Available data
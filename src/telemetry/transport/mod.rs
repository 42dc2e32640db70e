//! Transport layer for the telemetry socket

use crate::error::{Result, SurveyError};
use std::fmt;

mod mock;
mod tcp;

pub use mock::MockTransport;
pub use tcp::TcpLineTransport;

/// Parsed telemetry endpoint
#[derive(Debug, Clone, PartialEq, Eq)]
pub struct Endpoint {
    pub host: String,
    pub port: u16,
    /// Request path, kept for endpoints that route by path
    pub path: String,
}

impl Endpoint {
    /// Parse `tcp://host:port[/path]` or bare `host:port`
    pub fn parse(url: &str) -> Result<Self> {
        let url = url.trim();
        let rest = match url.split_once("://") {
            Some(("tcp", rest)) => rest,
            Some((scheme, _)) => {
                return Err(SurveyError::Config(format!(
                    "Unsupported telemetry scheme '{}' in {}",
                    scheme, url
                )));
            }
            None => url,
        };

        let (authority, path) = match rest.find('/') {
            Some(i) => (&rest[..i], &rest[i..]),
            None => (rest, "/"),
        };

        let (host, port) = authority
            .rsplit_once(':')
            .ok_or_else(|| SurveyError::Config(format!("Missing port in {}", url)))?;
        if host.is_empty() {
            return Err(SurveyError::Config(format!("Missing host in {}", url)));
        }
        let port = port
            .parse::<u16>()
            .map_err(|e| SurveyError::Config(format!("Invalid port in {}: {}", url, e)))?;

        Ok(Self {
            host: host.trim_start_matches('[').trim_end_matches(']').to_string(),
            port,
            path: path.to_string(),
        })
    }

    /// `host:port` form for socket address resolution
    pub fn address(&self) -> String {
        if self.host.contains(':') {
            format!("[{}]:{}", self.host, self.port)
        } else {
            format!("{}:{}", self.host, self.port)
        }
    }
}

impl fmt::Display for Endpoint {
    fn fmt(&self, f: &mut fmt::Formatter<'_>) -> fmt::Result {
        write!(f, "tcp://{}{}", self.address(), self.path)
    }
}

/// Socket lifecycle event reported by a transport
#[derive(Debug, Clone, PartialEq)]
pub enum SocketEvent {
    /// Connection established
    Opened,
    /// One complete text frame (without the line terminator)
    Frame(String),
    /// Connection lost or refused
    Closed(String),
}

/// Transport trait for the telemetry socket.
///
/// Implementations never block for long: `poll_event` returns `Ok(None)`
/// when nothing is ready so the owner can service its timers.
pub trait Transport: Send {
    /// Start connecting. An `Err` means the attempt failed outright.
    fn open(&mut self, endpoint: &Endpoint) -> Result<()>;

    /// Next pending event, if any
    fn poll_event(&mut self) -> Result<Option<SocketEvent>>;

    /// Drop the connection without reporting a close event
    fn close(&mut self);

    /// Check if a socket is currently held
    fn is_open(&self) -> bool;
}
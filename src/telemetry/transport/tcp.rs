//! Newline-delimited JSON over TCP.
//!
//! # Wire Format
//!
//! ```text
//! {"sensor":"TF-Luna","data":{...}}\n
//! {"sensor":"MPU6050","data":{...}}\n
//! ```
//!
//! Each line is one frame. The socket uses a short read timeout so that
//! [`Transport::poll_event`] returns `Ok(None)` when no complete line is
//! available, letting the caller service reconnect timers.

use super::{Endpoint, SocketEvent, Transport};
use crate::error::{Result, SurveyError};
use std::collections::VecDeque;
use std::io::{BufRead, BufReader, ErrorKind, Read};
use std::net::{Shutdown, TcpStream, ToSocketAddrs};
use std::time::Duration;

/// Lines longer than this are treated as a protocol violation
const MAX_FRAME_SIZE: usize = 1024 * 1024;

/// Initial capacity for the line buffer (typical frame size)
const INITIAL_BUFFER_CAPACITY: usize = 256;

/// TCP transport reading one JSON frame per line
pub struct TcpLineTransport {
    connect_timeout: Duration,
    read_timeout: Duration,
    reader: Option<BufReader<TcpStream>>,
    /// Bytes of a line that is not complete yet
    partial: Vec<u8>,
    pending: VecDeque<SocketEvent>,
}

impl TcpLineTransport {
    pub fn new(connect_timeout: Duration, read_timeout: Duration) -> Self {
        Self {
            connect_timeout,
            read_timeout,
            reader: None,
            partial: Vec::with_capacity(INITIAL_BUFFER_CAPACITY),
            pending: VecDeque::new(),
        }
    }

    fn connect(&self, endpoint: &Endpoint) -> Result<TcpStream> {
        let addrs = endpoint.address().to_socket_addrs()?;

        let mut last_err = None;
        for addr in addrs {
            match TcpStream::connect_timeout(&addr, self.connect_timeout) {
                Ok(stream) => return Ok(stream),
                Err(e) => {
                    tracing::debug!("Connect to {} failed: {}", addr, e);
                    last_err = Some(e);
                }
            }
        }

        Err(match last_err {
            Some(e) => SurveyError::Connection(e),
            None => SurveyError::Config(format!("{} resolved to no addresses", endpoint)),
        })
    }

    fn drop_socket(&mut self) {
        if let Some(reader) = self.reader.take() {
            let _ = reader.get_ref().shutdown(Shutdown::Both);
        }
        self.partial.clear();
    }

    fn take_line(&mut self) -> String {
        while matches!(self.partial.last(), Some(b'\n' | b'\r')) {
            self.partial.pop();
        }
        let line = String::from_utf8_lossy(&self.partial).into_owned();
        self.partial.clear();
        line
    }
}

impl Transport for TcpLineTransport {
    fn open(&mut self, endpoint: &Endpoint) -> Result<()> {
        self.drop_socket();
        self.pending.clear();

        let stream = self.connect(endpoint)?;
        stream.set_read_timeout(Some(self.read_timeout))?;
        if let Err(e) = stream.set_nodelay(true) {
            tracing::warn!("Failed to set TCP_NODELAY: {}", e);
        }

        tracing::info!("Telemetry socket connected to {}", endpoint);
        self.reader = Some(BufReader::new(stream));
        self.pending.push_back(SocketEvent::Opened);
        Ok(())
    }

    fn poll_event(&mut self) -> Result<Option<SocketEvent>> {
        if let Some(event) = self.pending.pop_front() {
            return Ok(Some(event));
        }

        let reader = match self.reader.as_mut() {
            Some(r) => r,
            None => return Ok(None),
        };

        // Read at most one byte past the limit so an endless line is caught
        let room = (MAX_FRAME_SIZE + 1).saturating_sub(self.partial.len()) as u64;
        let read = reader.by_ref().take(room).read_until(b'\n', &mut self.partial);

        match read {
            Ok(_) if self.partial.len() > MAX_FRAME_SIZE && !self.partial.ends_with(b"\n") => {
                self.drop_socket();
                Err(SurveyError::Protocol(format!(
                    "Frame exceeds {} bytes without a newline",
                    MAX_FRAME_SIZE
                )))
            }
            Ok(0) => {
                self.drop_socket();
                Ok(Some(SocketEvent::Closed("connection closed by peer".into())))
            }
            Ok(_) if self.partial.ends_with(b"\n") => Ok(Some(SocketEvent::Frame(self.take_line()))),
            Ok(_) => {
                // EOF in the middle of a line; deliver what arrived, next read reports the close
                Ok(Some(SocketEvent::Frame(self.take_line())))
            }
            Err(e) if e.kind() == ErrorKind::WouldBlock || e.kind() == ErrorKind::TimedOut => {
                Ok(None)
            }
            Err(e) if e.kind() == ErrorKind::Interrupted => Ok(None),
            Err(e) => {
                self.drop_socket();
                Err(SurveyError::Connection(e))
            }
        }
    }

    fn close(&mut self) {
        self.drop_socket();
        self.pending.clear();
    }

    fn is_open(&self) -> bool {
        self.reader.is_some()
    }
}

#[cfg(test)]
mod tests {
    use super::*;
    use std::io::Write;
    use std::net::TcpListener;

    fn poll_until_some(t: &mut TcpLineTransport) -> SocketEvent {
        for _ in 0..200 {
            if let Some(event) = t.poll_event().unwrap() {
                return event;
            }
        }
        panic!("no event within poll budget");
    }

    #[test]
    fn test_reads_lines_and_close() {
        let listener = TcpListener::bind("127.0.0.1:0").unwrap();
        let port = listener.local_addr().unwrap().port();

        let server = std::thread::spawn(move || {
            let (mut stream, _) = listener.accept().unwrap();
            stream.write_all(b"{\"a\":1}\n{\"b\"").unwrap();
            stream.flush().unwrap();
            std::thread::sleep(Duration::from_millis(50));
            stream.write_all(b":2}\r\n").unwrap();
        });

        let mut t = TcpLineTransport::new(Duration::from_secs(1), Duration::from_millis(10));
        t.open(&Endpoint::parse(&format!("127.0.0.1:{}", port)).unwrap())
            .unwrap();

        assert_eq!(poll_until_some(&mut t), SocketEvent::Opened);
        assert_eq!(poll_until_some(&mut t), SocketEvent::Frame("{\"a\":1}".into()));
        assert_eq!(poll_until_some(&mut t), SocketEvent::Frame("{\"b\":2}".into()));

        server.join().unwrap();
        assert!(matches!(poll_until_some(&mut t), SocketEvent::Closed(_)));
        assert!(!t.is_open());
    }

    #[test]
    fn test_refused_connection() {
        // Bind then drop to get a port with nothing listening
        let port = TcpListener::bind("127.0.0.1:0")
            .unwrap()
            .local_addr()
            .unwrap()
            .port();

        let mut t = TcpLineTransport::new(Duration::from_millis(200), Duration::from_millis(10));
        let result = t.open(&Endpoint::parse(&format!("127.0.0.1:{}", port)).unwrap());
        assert!(result.is_err());
        assert!(!t.is_open());
    }

    #[test]
    fn test_endless_line_rejected_without_pause() {
        let listener = TcpListener::bind("127.0.0.1:0").unwrap();
        let port = listener.local_addr().unwrap().port();

        let server = std::thread::spawn(move || {
            let (mut stream, _) = listener.accept().unwrap();
            let chunk = [b'x'; 8192];
            // Keep writing until the client hangs up; never send a newline
            while stream.write_all(&chunk).is_ok() {}
        });

        let mut t = TcpLineTransport::new(Duration::from_secs(1), Duration::from_secs(5));
        t.open(&Endpoint::parse(&format!("127.0.0.1:{}", port)).unwrap())
            .unwrap();
        assert_eq!(t.poll_event().unwrap(), Some(SocketEvent::Opened));

        let mut outcome = None;
        for _ in 0..1000 {
            match t.poll_event() {
                Ok(_) => continue,
                Err(e) => {
                    outcome = Some(e);
                    break;
                }
            }
        }

        assert!(matches!(outcome, Some(SurveyError::Protocol(_))));
        assert!(!t.is_open());
        assert!(t.partial.is_empty());
        server.join().unwrap();
    }
}
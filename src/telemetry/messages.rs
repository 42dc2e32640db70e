//! Telemetry message types for the sensor feed.
//!
//! The Raspberry Pi publishes one JSON object per line:
//!
//! ```text
//! {"sensor": "TF-Luna", "data": {"distancia_m": 1.2, "fuerza_senal": 5000, "temperatura": 25}}
//! ```
//!
//! | Tag | Payload | Source |
//! |-----|---------|--------|
//! | `IMX477` | [`CameraQuality`] | Camera image-quality metrics |
//! | `TF-Luna` | [`DistanceReading`] | LiDAR rangefinder |
//! | `MPU6050` | [`Orientation`] | Accelerometer/gyro attitude |
//!
//! Frames that are valid JSON but do not match a known tag are kept as
//! [`TelemetryMessage::Unknown`]; frames that are not JSON at all become
//! [`Frame::Raw`].

use serde::{Deserialize, Serialize};
use serde_json::Value;
use std::fmt;

/// Sensor origin of a telemetry message or stored record
#[derive(Debug, Clone, Copy, PartialEq, Eq, Hash, PartialOrd, Ord)]
pub enum SensorKind {
    /// IMX477 camera (image quality)
    Imx477,
    /// TF-Luna LiDAR (distance, signal strength, temperature)
    TfLuna,
    /// MPU6050 IMU (orientation)
    Mpu6050,
}

impl SensorKind {
    /// All sensors involved in one measurement step
    pub const ALL: [SensorKind; 3] = [SensorKind::Imx477, SensorKind::TfLuna, SensorKind::Mpu6050];

    /// Discriminator used on the wire
    pub fn tag(self) -> &'static str {
        match self {
            SensorKind::Imx477 => "IMX477",
            SensorKind::TfLuna => "TF-Luna",
            SensorKind::Mpu6050 => "MPU6050",
        }
    }

    pub fn from_tag(tag: &str) -> Option<Self> {
        match tag {
            "IMX477" => Some(SensorKind::Imx477),
            "TF-Luna" => Some(SensorKind::TfLuna),
            "MPU6050" => Some(SensorKind::Mpu6050),
            _ => None,
        }
    }
}

impl fmt::Display for SensorKind {
    fn fmt(&self, f: &mut fmt::Formatter<'_>) -> fmt::Result {
        f.write_str(self.tag())
    }
}

/// IMX477 image-quality metrics
#[derive(Serialize, Deserialize, Debug, Clone, PartialEq)]
pub struct CameraQuality {
    /// Variance of the Laplacian (higher is sharper)
    #[serde(rename = "nitidez")]
    pub sharpness: f64,
    /// Mean luminance (0-255)
    #[serde(rename = "brillo")]
    pub brightness: f64,
    /// Standard deviation of luminance
    #[serde(rename = "contraste")]
    pub contrast: f64,
}

/// TF-Luna range reading
#[derive(Serialize, Deserialize, Debug, Clone, PartialEq)]
pub struct DistanceReading {
    /// Distance in meters
    #[serde(rename = "distancia_m")]
    pub distance_m: f64,
    /// Signal amplitude (0-65535)
    #[serde(rename = "fuerza_senal")]
    pub signal_strength: u32,
    /// Chip temperature in °C
    #[serde(rename = "temperatura")]
    pub temperature_c: f64,
}

/// MPU6050 attitude in degrees
#[derive(Serialize, Deserialize, Debug, Clone, PartialEq)]
pub struct Orientation {
    pub roll: f64,
    pub pitch: f64,
    pub yaw: f64,
    /// Die temperature in °C, when the firmware reports it
    #[serde(
        rename = "temperatura",
        default,
        skip_serializing_if = "Option::is_none"
    )]
    pub temperature_c: Option<f64>,
}

/// Parsed telemetry message, tagged by sensor
#[derive(Deserialize, Debug, Clone, PartialEq)]
#[serde(tag = "sensor", content = "data")]
pub enum TelemetryMessage {
    #[serde(rename = "IMX477")]
    Camera(CameraQuality),
    #[serde(rename = "TF-Luna")]
    Distance(DistanceReading),
    #[serde(rename = "MPU6050")]
    Orientation(Orientation),
    /// Valid JSON with an unrecognised tag or payload shape
    #[serde(skip)]
    Unknown { sensor: String, data: Value },
}

impl TelemetryMessage {
    /// Sensor this message came from, if recognised
    pub fn kind(&self) -> Option<SensorKind> {
        match self {
            TelemetryMessage::Camera(_) => Some(SensorKind::Imx477),
            TelemetryMessage::Distance(_) => Some(SensorKind::TfLuna),
            TelemetryMessage::Orientation(_) => Some(SensorKind::Mpu6050),
            TelemetryMessage::Unknown { .. } => None,
        }
    }

    /// Sensor tag as it appeared on the wire
    pub fn sensor_tag(&self) -> &str {
        match self {
            TelemetryMessage::Unknown { sensor, .. } => sensor,
            other => other.kind().map(SensorKind::tag).unwrap_or_default(),
        }
    }

    pub fn as_camera(&self) -> Option<&CameraQuality> {
        match self {
            TelemetryMessage::Camera(c) => Some(c),
            _ => None,
        }
    }

    pub fn as_distance(&self) -> Option<&DistanceReading> {
        match self {
            TelemetryMessage::Distance(d) => Some(d),
            _ => None,
        }
    }

    pub fn as_orientation(&self) -> Option<&Orientation> {
        match self {
            TelemetryMessage::Orientation(o) => Some(o),
            _ => None,
        }
    }
}

/// Result of decoding one line from the socket
#[derive(Debug, Clone, PartialEq)]
pub enum Frame {
    Message(TelemetryMessage),
    /// Payload that was not valid JSON, passed through untouched
    Raw(String),
}

/// Decode a single text frame.
///
/// Never fails: malformed input degrades to [`Frame::Raw`].
pub fn parse_frame(text: &str) -> Frame {
    let value: Value = match serde_json::from_str(text) {
        Ok(v) => v,
        Err(e) => {
            tracing::debug!("Frame is not JSON ({}), delivering raw payload", e);
            return Frame::Raw(text.to_string());
        }
    };

    match TelemetryMessage::deserialize(&value) {
        Ok(msg) => Frame::Message(msg),
        Err(e) => {
            let sensor = value
                .get("sensor")
                .and_then(Value::as_str)
                .unwrap_or_default()
                .to_string();
            tracing::debug!("Unrecognised telemetry frame from '{}': {}", sensor, e);
            let data = match value.get("data") {
                Some(data) => data.clone(),
                None => value,
            };
            Frame::Message(TelemetryMessage::Unknown { sensor, data })
        }
    }
}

Work required
The answer must hold exactly the lines of the entries above, from the first line through the line that contains "pub struct Endpoint", and no others.

Written reply
filename src/telemetry/transport/mod.rs
repository 42dc2e32640db70e
//! Transport layer for the telemetry socket

use crate::error::{Result, SurveyError};
use std::fmt;

mod mock;
mod tcp;

pub use mock::MockTransport;
pub use tcp::TcpLineTransport;

/// Parsed telemetry endpoint
#[derive(Debug, Clone, PartialEq, Eq)]
pub struct Endpoint {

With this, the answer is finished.